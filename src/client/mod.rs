//! Headless client-side session management.
//!
//! `SessionController` drives sign-in, the second-factor challenge, profile
//! refresh, and sign-out against an `AuthApi` backend; `InactivityGuard`
//! ends idle sessions locally.

pub mod api;
pub mod inactivity;
pub mod session;

pub use api::{AccountProfile, ApiError, AuthApi, HttpAuthApi, SignInOutcome};
pub use inactivity::{InactivityGuard, DEFAULT_IDLE_TIMEOUT};
pub use session::{ProviderEvent, SessionController, SessionState};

• [Task to complete]
Output only the lines from the one that contains "idle sessions locally." through the last line of the data above, each restated exactly.

• [Your solution]
//! ends idle sessions locally.

pub mod api;
pub mod inactivity;
pub mod session;

pub use api::{AccountProfile, ApiError, AuthApi, HttpAuthApi, SignInOutcome};
pub use inactivity::{InactivityGuard, DEFAULT_IDLE_TIMEOUT};
pub use session::{ProviderEvent, SessionController, SessionState};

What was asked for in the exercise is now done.